(TASK BRIEF): Reproduce each entry below in full, exactly as it was given.

(EXERCISE DATA):
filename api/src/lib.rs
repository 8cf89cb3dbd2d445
//! HTTP layer of the ShareIt server.
//!
//! Thin actix-web handlers over the core services: DTO mapping, request
//! validation and error-to-status translation live here, business rules
//! stay in `si_core`.

pub mod app;
pub mod dto;
pub mod handlers;
pub mod identity;
pub mod middleware;
pub mod routes;

pub use app::{create_app, AppState};
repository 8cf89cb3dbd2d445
pub mod r#trait {
    pub use super::trait_::*;
}
#[path = "trait.rs"]
mod trait_;
pub mod mock;

pub use mock::MockBookingRepository;
pub use r#trait::BookingRepository;
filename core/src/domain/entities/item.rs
//! Item entity: something a user offers for rent.

use serde::{Deserialize, Serialize};

/// An item listed in the catalog. Owned by exactly one user, mutated only by
/// that owner and never hard-deleted.
#[derive(Debug, Clone, PartialEq, Eq, Serialize, Deserialize)]
pub struct Item {
    /// Unique identifier, assigned by the storage layer
    pub id: i64,

    /// Short display name
    pub name: String,

    /// Free-text description
    pub description: String,

    /// Whether the item can currently be booked
    pub available: bool,

    /// Identifier of the owning user
    pub owner_id: i64,

    /// Identifier of the request this item answers, if it was listed in
    /// response to one
    pub request_id: Option<i64>,

    /// Number of completed approvals, maintained by the booking service
    pub rental_count: i32,
}

impl Item {
    /// Creates a new Item. The id is assigned when the entity is persisted.
    pub fn new(
        owner_id: i64,
        name: impl Into<String>,
        description: impl Into<String>,
        available: bool,
        request_id: Option<i64>,
    ) -> Self {
        Self {
            id: 0,
            name: name.into(),
            description: description.into(),
            available,
            owner_id,
            request_id,
            rental_count: 0,
        }
    }

    /// Case-insensitive substring match over name or description.
    /// Callers are expected to short-circuit blank search text before this.
    pub fn matches_text(&self, text: &str) -> bool {
        let needle = text.to_lowercase();
        self.name.to_lowercase().contains(&needle)
            || self.description.to_lowercase().contains(&needle)
    }
}
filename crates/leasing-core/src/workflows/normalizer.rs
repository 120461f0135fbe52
/// Case-fold and collapse whitespace so free-text vehicle fields compare reliably.
pub(crate) fn normalize_text(value: &str) -> String {
    let cleaned = value.replace(['\u{feff}', '\u{200b}', '\u{a0}'], " ");
    let collapsed = cleaned.split_whitespace().collect::<Vec<_>>().join(" ");
    collapsed.to_lowercase()
}

/// Parse an amount written with Danish conventions ("2.699", "2.699,50 kr", "102.163").
///
/// A dot followed only by three-digit groups is a thousands separator; a comma is the decimal
/// mark. Plain machine numbers ("2699", "0.85") pass through unchanged.
pub(crate) fn parse_danish_amount(raw: &str) -> Option<f64> {
    let trimmed = raw.trim();
    if trimmed.is_empty() {
        return None;
    }

    let kept: String = trimmed
        .chars()
        .filter(|c| c.is_ascii_digit() || matches!(c, '.' | ',' | '-'))
        .collect();
    let kept = kept.trim_end_matches(['.', ',']).to_string();
    if !kept.chars().any(|c| c.is_ascii_digit()) {
        return None;
    }

    let canonical = if kept.contains(',') {
        kept.replace('.', "").replace(',', ".")
    } else if is_thousands_grouped(&kept) {
        kept.replace('.', "")
    } else {
        kept
    };

    canonical.parse::<f64>().ok().filter(|value| value.is_finite())
}

fn is_thousands_grouped(value: &str) -> bool {
    let mut parts = value.split('.');
    let Some(head) = parts.next() else {
        return false;
    };
    let tail: Vec<&str> = parts.collect();
    !tail.is_empty()
        && !head.trim_start_matches('-').is_empty()
        && tail
            .iter()
            .all(|group| group.len() == 3 && group.chars().all(|c| c.is_ascii_digit()))
}
use serde::{Deserialize, Serialize};

/// Business defaults shared by every caller of the selector and score calculator.
#[derive(Debug, Clone, PartialEq, Serialize, Deserialize)]
pub struct PricingConfig {
    pub default_mileage: u32,
    pub default_deposit: u32,
    pub default_term: Option<u32>,
    /// Effective monthly cost (% of retail) that earns a full monthly-rate score.
    pub best_anchor_percent: f64,
    /// Effective monthly cost (% of retail) at or above which the monthly-rate score is zero.
    pub worst_anchor_percent: f64,
    pub min_retail_price: u32,
    pub max_retail_price: u32,
}

impl Default for PricingConfig {
    fn default() -> Self {
        Self {
            default_mileage: 15_000,
            default_deposit: 35_000,
            default_term: None,
            best_anchor_percent: 0.85,
            worst_anchor_percent: 2.25,
            min_retail_price: 75_000,
            max_retail_price: 2_500_000,
        }
    }
}
use serde::{Deserialize, Serialize};

use super::specs::VariantSpecs;

/// Identifier wrapper for persisted listings.
#[derive(Debug, Clone, PartialEq, Eq, Hash, PartialOrd, Ord, Serialize, Deserialize)]
pub struct ListingId(pub String);

/// Identifier wrapper for the dealer owning an inventory.
#[derive(Debug, Clone, PartialEq, Eq, Hash, PartialOrd, Ord, Serialize, Deserialize)]
pub struct DealerId(pub String);

#[derive(Debug, Clone, Copy, PartialEq, Eq, Hash, Serialize, Deserialize)]
#[serde(rename_all = "snake_case")]
pub enum Transmission {
    Manual,
    Automatic,
}

impl Transmission {
    pub const fn label(self) -> &'static str {
        match self {
            Transmission::Manual => "manual",
            Transmission::Automatic => "automatic",
        }
    }
}

/// One lease configuration for a listing. Amounts are whole DKK.
#[derive(Debug, Clone, Copy, PartialEq, Eq, Hash, PartialOrd, Ord, Serialize, Deserialize)]
pub struct Offer {
    pub monthly_price: u32,
    pub period_months: u32,
    pub mileage_per_year: u32,
    pub first_payment: u32,
}

impl Offer {
    /// Offers without a monthly price or contract length can be neither selected nor scored.
    pub fn is_priced(&self) -> bool {
        self.monthly_price > 0 && self.period_months > 0
    }
}

/// A dealer's leasable vehicle with its owned offer collection.
#[derive(Debug, Clone, PartialEq, Serialize, Deserialize)]
pub struct Listing {
    pub id: ListingId,
    pub dealer_id: DealerId,
    pub make: String,
    pub model: String,
    pub variant: String,
    pub horsepower: Option<u32>,
    pub transmission: Option<Transmission>,
    pub fuel_type: Option<String>,
    pub retail_price: Option<u32>,
    #[serde(default)]
    pub offers: Vec<Offer>,
}

impl Listing {
    /// Drivetrain is never stored; it is read off the variant text.
    pub fn all_wheel_drive(&self) -> bool {
        VariantSpecs::parse(&self.variant).all_wheel_drive
    }

    /// Horsepower from the dedicated column, falling back to the variant text.
    pub fn effective_horsepower(&self) -> Option<u32> {
        self.horsepower
            .or_else(|| VariantSpecs::parse(&self.variant).horsepower)
    }
}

(RESPONSE AREA):
filename api/src/lib.rs
repository 8cf89cb3dbd2d445
//! HTTP layer of the ShareIt server.
//!
//! Thin actix-web handlers over the core services: DTO mapping, request
//! validation and error-to-status translation live here, business rules
//! stay in `si_core`.

pub mod app;
pub mod dto;
pub mod handlers;
pub mod identity;
pub mod middleware;
pub mod routes;

pub use app::{create_app, AppState};
repository 8cf89cb3dbd2d445
pub mod r#trait {
    pub use super::trait_::*;
}
#[path = "trait.rs"]
mod trait_;
pub mod mock;

pub use mock::MockBookingRepository;
pub use r#trait::BookingRepository;
filename core/src/domain/entities/item.rs
//! Item entity: something a user offers for rent.

use serde::{Deserialize, Serialize};

/// An item listed in the catalog. Owned by exactly one user, mutated only by
/// that owner and never hard-deleted.
#[derive(Debug, Clone, PartialEq, Eq, Serialize, Deserialize)]
pub struct Item {
    /// Unique identifier, assigned by the storage layer
    pub id: i64,

    /// Short display name
    pub name: String,

    /// Free-text description
    pub description: String,

    /// Whether the item can currently be booked
    pub available: bool,

    /// Identifier of the owning user
    pub owner_id: i64,

    /// Identifier of the request this item answers, if it was listed in
    /// response to one
    pub request_id: Option<i64>,

    /// Number of completed approvals, maintained by the booking service
    pub rental_count: i32,
}

impl Item {
    /// Creates a new Item. The id is assigned when the entity is persisted.
    pub fn new(
        owner_id: i64,
        name: impl Into<String>,
        description: impl Into<String>,
        available: bool,
        request_id: Option<i64>,
    ) -> Self {
        Self {
            id: 0,
            name: name.into(),
            description: description.into(),
            available,
            owner_id,
            request_id,
            rental_count: 0,
        }
    }

    /// Case-insensitive substring match over name or description.
    /// Callers are expected to short-circuit blank search text before this.
    pub fn matches_text(&self, text: &str) -> bool {
        let needle = text.to_lowercase();
        self.name.to_lowercase().contains(&needle)
            || self.description.to_lowercase().contains(&needle)
    }
}
filename crates/leasing-core/src/workflows/normalizer.rs
repository 120461f0135fbe52
/// Case-fold and collapse whitespace so free-text vehicle fields compare reliably.
pub(crate) fn normalize_text(value: &str) -> String {
    let cleaned = value.replace(['\u{feff}', '\u{200b}', '\u{a0}'], " ");
    let collapsed = cleaned.split_whitespace().collect::<Vec<_>>().join(" ");
    collapsed.to_lowercase()
}

/// Parse an amount written with Danish conventions ("2.699", "2.699,50 kr", "102.163").
///
/// A dot followed only by three-digit groups is a thousands separator; a comma is the decimal
/// mark. Plain machine numbers ("2699", "0.85") pass through unchanged.
pub(crate) fn parse_danish_amount(raw: &str) -> Option<f64> {
    let trimmed = raw.trim();
    if trimmed.is_empty() {
        return None;
    }

    let kept: String = trimmed
        .chars()
        .filter(|c| c.is_ascii_digit() || matches!(c, '.' | ',' | '-'))
        .collect();
    let kept = kept.trim_end_matches(['.', ',']).to_string();
    if !kept.chars().any(|c| c.is_ascii_digit()) {
        return None;
    }

    let canonical = if kept.contains(',') {
        kept.replace('.', "").replace(',', ".")
    } else if is_thousands_grouped(&kept) {
        kept.replace('.', "")
    } else {
        kept
    };

    canonical.parse::<f64>().ok().filter(|value| value.is_finite())
}

fn is_thousands_grouped(value: &str) -> bool {
    let mut parts = value.split('.');
    let Some(head) = parts.next() else {
        return false;
    };
    let tail: Vec<&str> = parts.collect();
    !tail.is_empty()
        && !head.trim_start_matches('-').is_empty()
        && tail
            .iter()
            .all(|group| group.len() == 3 && group.chars().all(|c| c.is_ascii_digit()))
}
use serde::{Deserialize, Serialize};

/// Business defaults shared by every caller of the selector and score calculator.
#[derive(Debug, Clone, PartialEq, Serialize, Deserialize)]
pub struct PricingConfig {
    pub default_mileage: u32,
    pub default_deposit: u32,
    pub default_term: Option<u32>,
    /// Effective monthly cost (% of retail) that earns a full monthly-rate score.
    pub best_anchor_percent: f64,
    /// Effective monthly cost (% of retail) at or above which the monthly-rate score is zero.
    pub worst_anchor_percent: f64,
    pub min_retail_price: u32,
    pub max_retail_price: u32,
}

impl Default for PricingConfig {
    fn default() -> Self {
        Self {
            default_mileage: 15_000,
            default_deposit: 35_000,
            default_term: None,
            best_anchor_percent: 0.85,
            worst_anchor_percent: 2.25,
            min_retail_price: 75_000,
            max_retail_price: 2_500_000,
        }
    }
}
use serde::{Deserialize, Serialize};

use super::specs::VariantSpecs;

/// Identifier wrapper for persisted listings.
#[derive(Debug, Clone, PartialEq, Eq, Hash, PartialOrd, Ord, Serialize, Deserialize)]
pub struct ListingId(pub String);

/// Identifier wrapper for the dealer owning an inventory.
#[derive(Debug, Clone, PartialEq, Eq, Hash, PartialOrd, Ord, Serialize, Deserialize)]
pub struct DealerId(pub String);

#[derive(Debug, Clone, Copy, PartialEq, Eq, Hash, Serialize, Deserialize)]
#[serde(rename_all = "snake_case")]
pub enum Transmission {
    Manual,
    Automatic,
}

impl Transmission {
    pub const fn label(self) -> &'static str {
        match self {
            Transmission::Manual => "manual",
            Transmission::Automatic => "automatic",
        }
    }
}

/// One lease configuration for a listing. Amounts are whole DKK.
#[derive(Debug, Clone, Copy, PartialEq, Eq, Hash, PartialOrd, Ord, Serialize, Deserialize)]
pub struct Offer {
    pub monthly_price: u32,
    pub period_months: u32,
    pub mileage_per_year: u32,
    pub first_payment: u32,
}

impl Offer {
    /// Offers without a monthly price or contract length can be neither selected nor scored.
    pub fn is_priced(&self) -> bool {
        self.monthly_price > 0 && self.period_months > 0
    }
}

/// A dealer's leasable vehicle with its owned offer collection.
#[derive(Debug, Clone, PartialEq, Serialize, Deserialize)]
pub struct Listing {
    pub id: ListingId,
    pub dealer_id: DealerId,
    pub make: String,
    pub model: String,
    pub variant: String,
    pub horsepower: Option<u32>,
    pub transmission: Option<Transmission>,
    pub fuel_type: Option<String>,
    pub retail_price: Option<u32>,
    #[serde(default)]
    pub offers: Vec<Offer>,
}

impl Listing {
    /// Drivetrain is never stored; it is read off the variant text.
    pub fn all_wheel_drive(&self) -> bool {
        VariantSpecs::parse(&self.variant).all_wheel_drive
    }

    /// Horsepower from the dedicated column, falling back to the variant text.
    pub fn effective_horsepower(&self) -> Option<u32> {
        self.horsepower
            .or_else(|| VariantSpecs::parse(&self.variant).horsepower)
    }
}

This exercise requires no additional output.